# Benarus Sea Devil



## Broadarrow (Apr 7, 2007)

I've ordered today this watch.

Here some pics (rendering and samples prototype)

What do you think??

Cheers to all


----------



## sean666 (Oct 1, 2008)

The orange and black are very nice.


----------



## PhilM (Nov 5, 2004)

Looks good, very solid and substantial :yes:

Would be interested in your thoughts one you receive it


----------



## Broadarrow (Apr 7, 2007)

PhilM said:


> Looks good, very solid and substantial :yes:
> 
> Would be interested in your thoughts one you receive it


Yes...it seems solid and good shape...

Sure..i post pics asap...i think in 1st days of february...


----------



## mattbeef (Jul 17, 2008)

Very nice but think that the PVD ones would be the choice for me


----------



## Robert (Jul 26, 2006)

mattbeef said:


> Very nice but think that the PVD ones would be the choice for me


Same here - PVD with the black face


----------



## Ventura (Nov 27, 2006)

Have the PVD one with black face incoming in February. If I don't like it, I may well flip it  There is another Benarus coming later in the year which interests me more. But will check out the Sea Devil first.


----------



## michaelh (Oct 1, 2007)

Very nice. Love the yellow faced one.


----------



## minkle (Mar 17, 2008)

Very nice, like them


----------



## Andy Tims (Apr 13, 2008)

They look good.

What do they cost?


----------



## Broadarrow (Apr 7, 2007)

Andy Tims said:


> They look good.
> 
> What do they cost?


USD 399


----------



## Broadarrow (Apr 7, 2007)

*Here my new baby...arrived today!*










*And on my wrist:*


----------



## minkle (Mar 17, 2008)

What size wrist have you got??


----------



## mattbeef (Jul 17, 2008)

Wow its been a while. Glad to see thats its finally arrived, has it been worth the wait or not?


----------



## Broadarrow (Apr 7, 2007)

minkle said:


> What size wrist have you got??


Little!! 6" (15.5 cm) ....but not too small 4 big watches!!


----------



## Broadarrow (Apr 7, 2007)

mattbeef said:


> Wow its been a while. Glad to see thats its finally arrived, has it been worth the wait or not?

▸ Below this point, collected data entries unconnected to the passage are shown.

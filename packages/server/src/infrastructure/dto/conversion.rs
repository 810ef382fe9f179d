//! Conversion logic from domain entities to DTOs.
//!
//! Conversion is one-way: inbound DTOs are validated into value objects by the
//! use cases, never converted wholesale.

use tsuyaku_shared::time::timestamp_to_rfc3339;

use crate::domain::{ChatMessage, Client, Language, Timestamp, TypingEvent};
use crate::infrastructure::dto::{
    http::{LanguageDto, MemberDto},
    websocket::{MessagePayload, PresencePayload, TypingPayload},
};

impl From<&ChatMessage> for MessagePayload {
    fn from(model: &ChatMessage) -> Self {
        Self {
            client_id: model.from.as_str().to_string(),
            username: model.username.as_str().to_string(),
            timestamp: timestamp_to_rfc3339(model.timestamp.value()),
            sender_language: model.source_language,
            original_text: model.text.as_str().to_string(),
            translations: model.translations.clone(),
        }
    }
}

impl From<&TypingEvent> for TypingPayload {
    fn from(model: &TypingEvent) -> Self {
        Self {
            client_id: model.from.as_str().to_string(),
            username: model.username.as_str().to_string(),
            is_typing: model.is_typing,
            timestamp: timestamp_to_rfc3339(model.timestamp.value()),
        }
    }
}

impl PresencePayload {
    /// Presence event for `client` observed at `at`
    pub fn from_client(client: &Client, at: Timestamp) -> Self {
        Self {
            client_id: client.id.as_str().to_string(),
            username: client.display_name.as_str().to_string(),
            language: client.language,
            timestamp: timestamp_to_rfc3339(at.value()),
        }
    }
}

impl From<&Client> for MemberDto {
    fn from(model: &Client) -> Self {
        Self {
            client_id: model.id.as_str().to_string(),
            username: model.display_name.as_str().to_string(),
            language: model.language,
            joined_at: timestamp_to_rfc3339(model.joined_at.value()),
        }
    }
}

impl From<Language> for LanguageDto {
    fn from(language: Language) -> Self {
        Self {
            code: language.code().to_string(),
            name: language.display_name().to_string(),
        }
    }
}
//! Reconnection state machine for the client.
//!
//! Pure transitions, no I/O: the runner feeds events in and sleeps or connects
//! according to the state that comes out.

use std::time::Duration;

use crate::error::ClientError;

/// Exponential backoff between connection attempts.
#[derive(Debug, Clone, Copy, PartialEq, Eq)]
pub struct Backoff {
    pub initial: Duration,
    pub max: Duration,
    /// Consecutive failed attempts tolerated before giving up
    pub max_attempts: u32,
}

impl Default for Backoff {
    fn default() -> Self {
        Self {
            initial: Duration::from_secs(1),
            max: Duration::from_secs(30),
            max_attempts: 5,
        }
    }
}

impl Backoff {
    /// Delay before retry number `n` (0-based): `initial * 2^n`, capped at `max`.
    pub fn delay(&self, n: u32) -> Duration {
        let factor = 2u32.saturating_pow(n);
        self.initial.saturating_mul(factor).min(self.max)
    }
}

/// Why the client stopped for good
#[derive(Debug, Clone, PartialEq, Eq)]
pub enum ExitReason {
    /// Ctrl+C / Ctrl+D at the prompt
    UserQuit,
    /// The relay refused this identity or join request
    Rejected(ClientError),
    /// Every attempt allowed by the backoff failed
    GaveUp(ClientError),
}

#[derive(Debug, Clone, PartialEq, Eq)]
pub enum ClientState {
    /// `failures` counts consecutive failed attempts before this one.
    /// `resumed` is set once a session has been up.
    Connecting { failures: u32, resumed: bool },
    Connected,
    /// Waiting `retry_in` before the next attempt
    Disconnected {
        failures: u32,
        retry_in: Duration,
        resumed: bool,
    },
    /// The relay still holds the previous session; connect again under a new client id
    Renewing { failures: u32 },
    Exited(ExitReason),
}

#[derive(Debug, Clone, PartialEq, Eq)]
pub enum ClientEvent {
    /// The WebSocket handshake completed
    Opened,
    /// The connection attempt or the live session ended with an error
    Lost(ClientError),
    UserQuit,
    BackoffElapsed,
    /// A fresh client id is in place
    IdentityRenewed,
}

impl ClientState {
    pub fn initial() -> Self {
        Self::Connecting {
            failures: 0,
            resumed: false,
        }
    }

    /// Apply one event.
    ///
    /// Events that make no sense in the current state leave it unchanged.
    pub fn next(self, event: ClientEvent, backoff: &Backoff) -> Self {
        match (self, event) {
            (_, ClientEvent::UserQuit) => Self::Exited(ExitReason::UserQuit),

            // A reconnect can race the relay reaping the old half-open session
            (
                Self::Connecting {
                    failures,
                    resumed: true,
                },
                ClientEvent::Lost(e @ ClientError::DuplicateClientId(_)),
            ) => {
                let failures = failures + 1;
                if failures >= backoff.max_attempts {
                    Self::Exited(ExitReason::GaveUp(e))
                } else {
                    Self::Renewing { failures }
                }
            }

            (_, ClientEvent::Lost(e)) if e.is_terminal() => Self::Exited(ExitReason::Rejected(e)),

            (Self::Connecting { .. }, ClientEvent::Opened) => Self::Connected,
            (Self::Connecting { failures, resumed }, ClientEvent::Lost(e)) => {
                let failures = failures + 1;
                if failures >= backoff.max_attempts {
                    Self::Exited(ExitReason::GaveUp(e))
                } else {
                    Self::Disconnected {
                        failures,
                        retry_in: backoff.delay(failures - 1),
                        resumed,
                    }
                }
            }

            // A session that was up resets the budget
            (Self::Connected, ClientEvent::Lost(_)) => Self::Disconnected {
                failures: 0,
                retry_in: backoff.delay(0),
                resumed: true,
            },

            (
                Self::Disconnected {
                    failures, resumed, ..
                },
                ClientEvent::BackoffElapsed,
            ) => Self::Connecting { failures, resumed },

            (Self::Renewing { failures }, ClientEvent::IdentityRenewed) => Self::Connecting {
                failures,
                resumed: true,
            },

            (state, _) => state,
        }
    }
}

Yes!! I'm very satisfied!! The wait has payed!!!

It's thick and heavy like an handgun!!!

Is better than pics...the dial is a great matt metal black!!

Black date wheel matching good.

Finally a nice watch, affordable, reliable and sure not pass unobserved!

(goodbye to all my shirt's cuffs !!!) :lol:


----------



## Joppers (Dec 29, 2008)

I'm still waiting for mine to turn up ... hopefully it hasn't got lost in transit!

As soon as it arrives, I'll post some pictures. It's a bead blasted stainless steel model with the black dial.


----------



## Parabola (Aug 1, 2007)

Fantastic watches for the money. I ummed and arred about getting one, but decided since I have my last exam in June (fingers crossed) I want something to reward myself then. So I've ordered the Moray, which will look something like this, with a stainless steel case an orange minute had and a black face


----------



## Joppers (Dec 29, 2008)

Hey Broadarrow, how long did your Sea Devil take to arrive from Ralf?

Mine was sent on the 3rd April, and I'm still waiting for it (I know I'm a bit impatient!)

Cheers


----------



## zx10r (Apr 10, 2009)

Very nice. Looks solid, for me it would be the orange.

leigh


----------